Functional relevance of DNA methylation changes on gene transcription
Next, we aimed to demonstrate a direct impact of changes in DNA methylation on gene expression by employing two frequently used in-vitro models. First, we treated intestinal epithelial cell line (Caco-2) with a DNA methyltransferase inhibitor for 24 to 48 h. As demonstrated in Figure 6a, DNA methylation of candidate genes displayed a significant reduction, accompanied by a corresponding increase in gene expression. Next, we tested the functional relevance of DNA methylation on gene transcription in a locus-specific manner by cloning promoter regions of selected genes into a luciferase vector containing a CpG-free backbone.19 As shown in Figure 6b, in-vitro methylation of the PIGR and TLR3 promoter-containing plasmid led to a significant reduction of luciferase signal compared with the unmethylated construct. Basic luciferase activity of the unmethylated MUC2 promoter plasmid was found to be very low and no further reduction was observed following in-vitro methylation (Figure 6b).
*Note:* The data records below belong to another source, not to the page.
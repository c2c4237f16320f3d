use tracing::debug;
use uuid::Uuid;

use crate::{Dictionary, ScoringEngine};
use game_types::{GameStatus, GuessRecord, SessionError, SessionId, ValidationError, Word};

pub const DEFAULT_MAX_GUESSES: u32 = 8;

/// Celebratory message for a win on the given guess number (1-based),
/// clamped to the table range. Presentational only.
pub fn win_message(guess_number: u32) -> &'static str {
    const MESSAGES: [&str; 8] = [
        "You are one of a kind!",
        "Two-good!",
        "Threemendous!",
        "Fourtastic!",
        "High five!",
        "Sixessful!",
        "Seven in the glory!",
        "A hardword indeed.",
    ];
    MESSAGES[(guess_number.clamp(1, MESSAGES.len() as u32) - 1) as usize]
}

/// What a session reports for one submitted guess.
#[derive(Debug, Clone)]
pub enum GuessOutcome {
    /// Guess failed validation; no turn was consumed.
    Rejected(ValidationError),
    /// Guess was scored and recorded.
    Accepted {
        record: GuessRecord,
        status: GameStatus,
        /// Target word, revealed only once the session is terminal.
        target: Option<Word>,
    },
}

/// One play-through: a hidden target, the guess history, and the
/// status. Transitions only `Active -> Won` or `Active -> Lost`; once
/// terminal the session is immutable and further submissions are a
/// protocol error.
#[derive(Debug, Clone)]
pub struct GameSession {
    id: SessionId,
    target: Word, // hidden from clients until terminal
    history: Vec<GuessRecord>,
    max_guesses: u32,
    status: GameStatus,
}

impl GameSession {
    pub fn new(target: Word, max_guesses: u32) -> Self {
        Self {
            id: Uuid::new_v4(),
            target,
            history: Vec::new(),
            max_guesses,
            status: GameStatus::Active,
        }
    }

    pub fn id(&self) -> SessionId {
        self.id
    }

    pub fn status(&self) -> GameStatus {
        self.status
    }

    pub fn history(&self) -> &[GuessRecord] {
        &self.history
    }

    pub fn max_guesses(&self) -> u32 {
        self.max_guesses
    }

    pub fn word_length(&self) -> usize {
        self.target.len()
    }

    pub fn is_terminal(&self) -> bool {
        self.status.is_terminal()
    }

    /// The target word, exposed only once the session is finished.
    pub fn revealed_target(&self) -> Option<&Word> {
        self.is_terminal().then_some(&self.target)
    }

    /// Validate, score, and record one guess.
    ///
    /// Rejections leave history and status untouched. An accepted
    /// guess appends its record and then applies the transition rule:
    /// all letters in place wins, an exhausted guess budget loses.
    pub fn submit_guess(
        &mut self,
        raw: &str,
        dictionary: &Dictionary,
    ) -> Result<GuessOutcome, SessionError> {
        if self.is_terminal() {
            return Err(SessionError::Completed {
                session_id: self.id,
            });
        }

        let word = match dictionary.validate_guess(raw) {
            Ok(word) => word,
            Err(err) => return Ok(GuessOutcome::Rejected(err)),
        };

        // Resubmitting an earlier guess does not consume a turn either
        if self.history.iter().any(|record| record.word == word) {
            return Ok(GuessOutcome::Rejected(ValidationError::AlreadyGuessed {
                word: word.to_string(),
            }));
        }

        // Lengths always agree: target and guess both come from the
        // same dictionary.
        let score = ScoringEngine::evaluate(&word, &self.target)
            .expect("validated guess length matches target length");

        let record = GuessRecord {
            word,
            score,
            guess_number: self.history.len() as u32 + 1,
            timestamp: chrono::Utc::now().to_rfc3339(),
        };
        self.history.push(record.clone());

        if score.is_win(self.target.len()) {
            self.status = GameStatus::Won;
        } else if self.history.len() as u32 >= self.max_guesses {
            self.status = GameStatus::Lost;
        }

        if self.is_terminal() {
            debug!(
                "Session {} finished as {:?} after {} guesses",
                self.id,
                self.status,
                self.history.len()
            );
        }

        Ok(GuessOutcome::Accepted {
            record,
            status: self.status,
            target: self.revealed_target().cloned(),
        })
    }
}

#[cfg(test)]
mod tests {
    use super::*;
    use game_types::Score;

    fn test_dictionary() -> Dictionary {
        Dictionary::from_word_list("code\ndove\nrain\nmist\nglow\nfern\nharp\nlock\nwasp", 4)
    }

    fn session_with_target(target: &str) -> GameSession {
        GameSession::new(Word::new(target), DEFAULT_MAX_GUESSES)
    }

    #[test]
    fn test_new_session_is_active_and_empty() {
        let session = session_with_target("code");
        assert_eq!(session.status(), GameStatus::Active);
        assert!(session.history().is_empty());
        assert_eq!(session.revealed_target(), None);
    }

    #[test]
    fn test_rejected_guess_consumes_no_turn() {
        let dictionary = test_dictionary();
        let mut session = session_with_target("code");

        let outcome = session.submit_guess("zzzz", &dictionary).unwrap();
        assert!(matches!(
            outcome,
            GuessOutcome::Rejected(ValidationError::RepeatingLetter { .. })
        ));
        assert!(session.history().is_empty());
        assert_eq!(session.status(), GameStatus::Active);

        let outcome = session.submit_guess("qqq", &dictionary).unwrap();
        assert!(matches!(
            outcome,
            GuessOutcome::Rejected(ValidationError::InvalidLength { .. })
        ));
        assert!(session.history().is_empty());
    }

    #[test]
    fn test_accepted_guess_appends_exactly_one_record() {
        let dictionary = test_dictionary();
        let mut session = session_with_target("code");

        let outcome = session.submit_guess("dove", &dictionary).unwrap();
        match outcome {
            GuessOutcome::Accepted {
                record,
                status,
                target,
            } => {
                assert_eq!(
                    record.score,
                    Score {
                        correct_position: 2,
                        correct_letter: 1
                    }
                );
                assert_eq!(record.guess_number, 1);
                assert_eq!(status, GameStatus::Active);
                assert_eq!(target, None);
            }
            other => panic!("Expected accepted guess, got {:?}", other),
        }
        assert_eq!(session.history().len(), 1);
    }

    #[test]
    fn test_duplicate_guess_rejected_without_turn() {
        let dictionary = test_dictionary();
        let mut session = session_with_target("code");

        session.submit_guess("dove", &dictionary).unwrap();
        let outcome = session.submit_guess("DOVE", &dictionary).unwrap();

        assert!(matches!(
            outcome,
            GuessOutcome::Rejected(ValidationError::AlreadyGuessed { .. })
        ));
        assert_eq!(session.history().len(), 1);
    }

    #[test]
    fn test_winning_guess_reveals_target() {
        let dictionary = test_dictionary();
        let mut session = session_with_target("code");

        let outcome = session.submit_guess("code", &dictionary).unwrap();
        match outcome {
            GuessOutcome::Accepted {
                record,
                status,
                target,
            } => {
                assert_eq!(record.score.correct_position, 4);
                assert_eq!(record.score.correct_letter, 0);
                assert_eq!(status, GameStatus::Won);
                assert_eq!(target, Some(Word::new("code")));
            }
            other => panic!("Expected accepted guess, got {:?}", other),
        }
        assert!(session.is_terminal());
    }

    #[test]
    fn test_loss_after_max_non_winning_guesses() {
        let dictionary = test_dictionary();
        let mut session = GameSession::new(Word::new("code"), 3);

        for word in ["dove", "rain", "mist"] {
            let outcome = session.submit_guess(word, &dictionary).unwrap();
            assert!(matches!(outcome, GuessOutcome::Accepted { .. }));
        }

        assert_eq!(session.status(), GameStatus::Lost);
        assert_eq!(session.history().len(), 3);
        assert_eq!(session.revealed_target(), Some(&Word::new("code")));
    }

    #[test]
    fn test_winning_on_final_guess_beats_loss() {
        let dictionary = test_dictionary();
        let mut session = GameSession::new(Word::new("code"), 2);

        session.submit_guess("dove", &dictionary).unwrap();
        let outcome = session.submit_guess("code", &dictionary).unwrap();

        match outcome {
            GuessOutcome::Accepted { status, .. } => assert_eq!(status, GameStatus::Won),
            other => panic!("Expected accepted guess, got {:?}", other),
        }
    }

    #[test]
    fn test_terminal_session_rejects_further_guesses() {
        let dictionary = test_dictionary();
        let mut session = session_with_target("code");

        session.submit_guess("code", &dictionary).unwrap();
        assert!(session.is_terminal());

        let result = session.submit_guess("dove", &dictionary);
        assert!(matches!(result, Err(SessionError::Completed { .. })));

        // History and status stay frozen
        assert_eq!(session.history().len(), 1);
        assert_eq!(session.status(), GameStatus::Won);
    }

    #[test]
    fn test_history_is_ordered_by_submission() {
        let dictionary = test_dictionary();
        let mut session = session_with_target("code");

        for (i, word) in ["dove", "rain", "mist"].iter().enumerate() {
            session.submit_guess(word, &dictionary).unwrap();
            let record = session.history().last().unwrap();
            assert_eq!(record.guess_number as usize, i + 1);
        }
    }

    #[test]
    fn test_win_message_table() {
        assert_eq!(win_message(1), "You are one of a kind!");
        assert_eq!(win_message(4), "Fourtastic!");
        assert_eq!(win_message(8), "A hardword indeed.");
        // Clamped outside the table range
        assert_eq!(win_message(0), "You are one of a kind!");
        assert_eq!(win_message(99), "A hardword indeed.");
    }
}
In-vitro assays demonstrate the direct impact of DNA methylation on transcription of regulatory differentially methylated region (rDMR)-containing genes. (a) Caco-2 cells were treated with DNA methyltransferase (DNMT) inhibitor (10 μM 5-Azacytidine (AzaC) for 24 h and for 48 h or 5 mM 5-Azadeoxycytidine (AzadC) for 24 h. DNA methylation of the polymeric immunoglobulin receptor (PIGR), MUC2, and TLR3 promoter was assessed by pyrosequencing. Reduced levels of CpG methylation with a corresponding increase in mRNA expression was observed. Data are displayed as mean+s.d. of three independent experiments performed in duplicates. Two-way analysis of variance, post test; Sidak, *P<0.05, **P<0.005, ***P<0.001 vs. dimethylsulfoxide (DMSO) vehicle control. (b) Promoter regions of MUC2, TLR3, and PIGR were cloned into a CpG-free luciferase reporter plasmid. In-vitro methylation of TLR3 and PIGR promoter plasmids led to a significant reduction in luciferase signal compared with mock-treated unmethylated plasmids. Basic luciferase activity of MUC2 promoter containing plasmid was found to be low in Caco-2 cells and no further reduction was observed following in-vitro methylation. Basic, CpG-free plasmid with no promoter. Renilla-luciferase served as control to correct for transfection efficiency. Mean+s.d. of three independent experiments performed in duplicates; Student’s unpaired t-test, two tailed, n=3 per condition. ***P<0.0001, **P<0.005, P<0.57 (NS, not significant).
Altered DNA methylation in the intestinal epithelium of children with IBD
The above data suggest that methylation changes at key immune regulators controls their expression during the development of healthy intestinal epithelium and alterations may be involved in GI and immunological diseases pathogenesis. Therefore, we next investigated whether aberrant epigenetic modifications are found in children with a confirmed diagnosis of IBD. We performed genome-wide DNA methylation profiling of purified colonic intestinal epithelium obtained from an additional cohort of children newly diagnosed with IBD (treatment naive), as well as matched healthy controls. As shown in Figure 7a, unsupervised hierarchical clustering analysis of DNA methylation profiles revealed clear separation into two groups, one containing all healthy control samples and five IBD samples, with the second cluster containing only samples obtained from children with IBD. Importantly, sub-clustering observed within IBD patients could not be solely attributed to the presence of intestinal inflammation (Figure 7a). MDS analyses confirmed these findings, with the first dimension separating control samples from IBD samples (Figure 7b), whereas the second dimension divides samples according to their gut location (i.e., sigmoid vs. ascending colon).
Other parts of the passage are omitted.